| Prompt |
In the records that follow, locate every line with "Option" and extract it.

| Dataset entries |
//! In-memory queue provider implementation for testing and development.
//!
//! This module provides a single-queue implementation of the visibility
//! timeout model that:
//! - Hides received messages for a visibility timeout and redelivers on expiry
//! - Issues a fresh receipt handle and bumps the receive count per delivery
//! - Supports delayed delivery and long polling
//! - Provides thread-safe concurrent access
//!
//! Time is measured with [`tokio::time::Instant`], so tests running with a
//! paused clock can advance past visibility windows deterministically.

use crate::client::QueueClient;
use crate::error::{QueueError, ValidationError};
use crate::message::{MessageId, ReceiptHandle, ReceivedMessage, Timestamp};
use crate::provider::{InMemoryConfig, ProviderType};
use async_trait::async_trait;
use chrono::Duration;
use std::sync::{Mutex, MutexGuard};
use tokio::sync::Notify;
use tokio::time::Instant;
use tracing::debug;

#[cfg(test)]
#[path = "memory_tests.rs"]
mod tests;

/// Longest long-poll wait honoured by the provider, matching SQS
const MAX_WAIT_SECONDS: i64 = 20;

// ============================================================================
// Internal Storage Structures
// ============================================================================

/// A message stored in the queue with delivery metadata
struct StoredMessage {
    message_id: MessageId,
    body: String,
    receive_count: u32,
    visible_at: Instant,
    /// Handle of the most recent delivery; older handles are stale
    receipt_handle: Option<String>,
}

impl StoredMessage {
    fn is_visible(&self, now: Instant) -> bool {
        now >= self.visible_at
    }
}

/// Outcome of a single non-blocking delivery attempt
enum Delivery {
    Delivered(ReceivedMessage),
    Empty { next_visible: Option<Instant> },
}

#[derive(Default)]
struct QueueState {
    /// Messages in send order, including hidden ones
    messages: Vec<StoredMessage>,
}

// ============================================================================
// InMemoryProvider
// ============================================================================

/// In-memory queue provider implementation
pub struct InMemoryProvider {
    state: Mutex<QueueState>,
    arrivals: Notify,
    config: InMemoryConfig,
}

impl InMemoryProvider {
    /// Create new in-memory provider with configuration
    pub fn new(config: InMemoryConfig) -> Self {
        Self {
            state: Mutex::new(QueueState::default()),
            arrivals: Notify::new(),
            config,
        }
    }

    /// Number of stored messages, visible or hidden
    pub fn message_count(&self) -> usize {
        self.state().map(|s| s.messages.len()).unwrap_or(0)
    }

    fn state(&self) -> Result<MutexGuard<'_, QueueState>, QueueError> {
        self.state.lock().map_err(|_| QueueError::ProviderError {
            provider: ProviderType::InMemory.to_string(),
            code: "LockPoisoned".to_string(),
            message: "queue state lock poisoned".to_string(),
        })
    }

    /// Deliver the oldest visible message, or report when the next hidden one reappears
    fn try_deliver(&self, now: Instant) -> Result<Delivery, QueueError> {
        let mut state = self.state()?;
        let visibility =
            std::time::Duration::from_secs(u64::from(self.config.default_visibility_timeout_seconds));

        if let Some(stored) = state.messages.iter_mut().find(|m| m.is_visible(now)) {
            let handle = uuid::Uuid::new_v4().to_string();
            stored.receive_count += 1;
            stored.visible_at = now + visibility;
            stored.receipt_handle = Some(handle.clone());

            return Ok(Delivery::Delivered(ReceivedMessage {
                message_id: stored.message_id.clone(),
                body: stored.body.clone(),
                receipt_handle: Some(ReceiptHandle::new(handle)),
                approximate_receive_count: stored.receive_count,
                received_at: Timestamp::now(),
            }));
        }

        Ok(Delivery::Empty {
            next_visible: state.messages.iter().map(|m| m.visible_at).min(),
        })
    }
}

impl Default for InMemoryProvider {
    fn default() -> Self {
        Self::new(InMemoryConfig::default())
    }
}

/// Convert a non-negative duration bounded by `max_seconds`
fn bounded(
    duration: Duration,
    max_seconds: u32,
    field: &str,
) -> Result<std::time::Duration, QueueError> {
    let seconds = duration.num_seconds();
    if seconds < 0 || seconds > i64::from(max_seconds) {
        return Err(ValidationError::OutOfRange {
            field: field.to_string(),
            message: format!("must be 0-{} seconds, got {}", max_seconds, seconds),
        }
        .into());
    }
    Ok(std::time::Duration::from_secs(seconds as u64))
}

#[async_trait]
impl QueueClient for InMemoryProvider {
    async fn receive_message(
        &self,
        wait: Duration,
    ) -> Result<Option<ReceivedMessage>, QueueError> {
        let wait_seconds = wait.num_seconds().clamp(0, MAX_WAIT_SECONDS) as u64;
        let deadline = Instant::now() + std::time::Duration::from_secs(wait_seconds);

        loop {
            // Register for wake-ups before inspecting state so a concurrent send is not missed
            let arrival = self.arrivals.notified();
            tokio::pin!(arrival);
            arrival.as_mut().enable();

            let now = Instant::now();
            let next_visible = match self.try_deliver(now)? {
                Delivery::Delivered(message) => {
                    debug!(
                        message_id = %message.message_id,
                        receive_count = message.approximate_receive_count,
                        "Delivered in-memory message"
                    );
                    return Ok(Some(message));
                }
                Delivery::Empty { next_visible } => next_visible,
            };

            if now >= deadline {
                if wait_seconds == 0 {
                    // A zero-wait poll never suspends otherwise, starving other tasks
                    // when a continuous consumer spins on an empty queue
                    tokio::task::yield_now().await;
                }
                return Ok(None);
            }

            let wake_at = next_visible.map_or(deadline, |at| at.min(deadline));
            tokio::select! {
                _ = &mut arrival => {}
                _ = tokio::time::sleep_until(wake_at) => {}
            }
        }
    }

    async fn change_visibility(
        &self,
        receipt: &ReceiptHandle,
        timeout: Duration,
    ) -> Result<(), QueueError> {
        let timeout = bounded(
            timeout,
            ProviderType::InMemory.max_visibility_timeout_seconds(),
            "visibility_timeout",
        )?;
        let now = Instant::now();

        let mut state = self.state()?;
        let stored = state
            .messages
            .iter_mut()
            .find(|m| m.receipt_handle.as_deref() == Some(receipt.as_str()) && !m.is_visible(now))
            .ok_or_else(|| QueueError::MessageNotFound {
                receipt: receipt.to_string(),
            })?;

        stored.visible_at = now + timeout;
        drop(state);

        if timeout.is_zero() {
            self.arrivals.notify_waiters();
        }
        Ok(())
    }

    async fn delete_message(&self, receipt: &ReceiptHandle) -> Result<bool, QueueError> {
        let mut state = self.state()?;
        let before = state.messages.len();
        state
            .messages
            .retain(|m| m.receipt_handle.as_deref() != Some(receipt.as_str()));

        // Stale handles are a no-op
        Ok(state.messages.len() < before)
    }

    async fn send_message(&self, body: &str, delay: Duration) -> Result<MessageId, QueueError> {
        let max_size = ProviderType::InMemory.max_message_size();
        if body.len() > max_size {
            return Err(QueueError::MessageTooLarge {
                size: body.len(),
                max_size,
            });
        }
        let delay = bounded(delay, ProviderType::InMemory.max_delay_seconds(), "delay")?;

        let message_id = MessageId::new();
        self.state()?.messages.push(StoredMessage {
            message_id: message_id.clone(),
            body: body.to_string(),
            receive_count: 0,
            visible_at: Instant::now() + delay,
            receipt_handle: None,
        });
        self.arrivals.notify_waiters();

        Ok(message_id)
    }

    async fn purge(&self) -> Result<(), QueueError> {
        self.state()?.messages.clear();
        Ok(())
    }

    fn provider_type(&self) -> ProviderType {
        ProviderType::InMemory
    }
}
--
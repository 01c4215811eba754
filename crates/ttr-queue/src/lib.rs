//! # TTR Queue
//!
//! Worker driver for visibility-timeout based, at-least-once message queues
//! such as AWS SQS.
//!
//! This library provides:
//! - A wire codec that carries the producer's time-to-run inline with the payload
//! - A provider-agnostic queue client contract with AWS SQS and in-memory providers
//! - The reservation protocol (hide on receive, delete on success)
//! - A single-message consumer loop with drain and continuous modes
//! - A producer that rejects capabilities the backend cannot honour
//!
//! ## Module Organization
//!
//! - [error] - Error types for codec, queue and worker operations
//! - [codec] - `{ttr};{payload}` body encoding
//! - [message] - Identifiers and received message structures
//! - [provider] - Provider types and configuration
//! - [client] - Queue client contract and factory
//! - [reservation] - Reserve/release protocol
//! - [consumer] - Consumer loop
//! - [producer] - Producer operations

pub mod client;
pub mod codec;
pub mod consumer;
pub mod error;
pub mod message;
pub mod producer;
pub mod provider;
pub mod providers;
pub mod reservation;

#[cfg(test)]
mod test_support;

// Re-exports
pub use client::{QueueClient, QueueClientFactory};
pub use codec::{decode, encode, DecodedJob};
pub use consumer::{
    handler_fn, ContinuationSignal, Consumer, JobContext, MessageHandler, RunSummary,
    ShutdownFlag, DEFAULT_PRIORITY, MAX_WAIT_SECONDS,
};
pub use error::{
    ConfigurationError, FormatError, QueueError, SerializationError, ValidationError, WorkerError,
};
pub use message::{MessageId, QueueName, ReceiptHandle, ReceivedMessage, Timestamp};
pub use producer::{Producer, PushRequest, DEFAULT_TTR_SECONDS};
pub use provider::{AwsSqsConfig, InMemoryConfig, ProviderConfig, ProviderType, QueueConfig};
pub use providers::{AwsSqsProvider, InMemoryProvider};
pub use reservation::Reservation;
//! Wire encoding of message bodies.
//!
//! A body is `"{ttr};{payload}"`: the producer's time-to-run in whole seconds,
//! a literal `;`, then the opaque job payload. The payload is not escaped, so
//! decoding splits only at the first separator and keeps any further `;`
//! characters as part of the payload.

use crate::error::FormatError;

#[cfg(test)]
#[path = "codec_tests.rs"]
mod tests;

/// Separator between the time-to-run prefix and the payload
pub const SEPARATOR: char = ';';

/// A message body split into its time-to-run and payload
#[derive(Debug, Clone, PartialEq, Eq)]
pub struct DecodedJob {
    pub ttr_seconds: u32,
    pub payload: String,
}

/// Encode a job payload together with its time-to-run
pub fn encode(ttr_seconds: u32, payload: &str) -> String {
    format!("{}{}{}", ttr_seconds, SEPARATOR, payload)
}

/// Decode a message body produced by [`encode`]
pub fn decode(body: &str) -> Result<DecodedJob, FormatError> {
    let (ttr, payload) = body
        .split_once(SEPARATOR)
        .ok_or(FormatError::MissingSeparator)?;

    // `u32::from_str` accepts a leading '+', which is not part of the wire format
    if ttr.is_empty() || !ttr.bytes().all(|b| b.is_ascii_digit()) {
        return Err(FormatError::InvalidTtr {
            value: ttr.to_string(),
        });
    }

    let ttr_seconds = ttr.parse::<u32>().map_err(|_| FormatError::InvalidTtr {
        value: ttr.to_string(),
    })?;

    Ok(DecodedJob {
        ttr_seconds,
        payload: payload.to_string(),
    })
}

| Exercise solution |
    receipt_handle: Option<String>,
    Empty { next_visible: Option<Instant> },
    ) -> Result<Option<ReceivedMessage>, QueueError> {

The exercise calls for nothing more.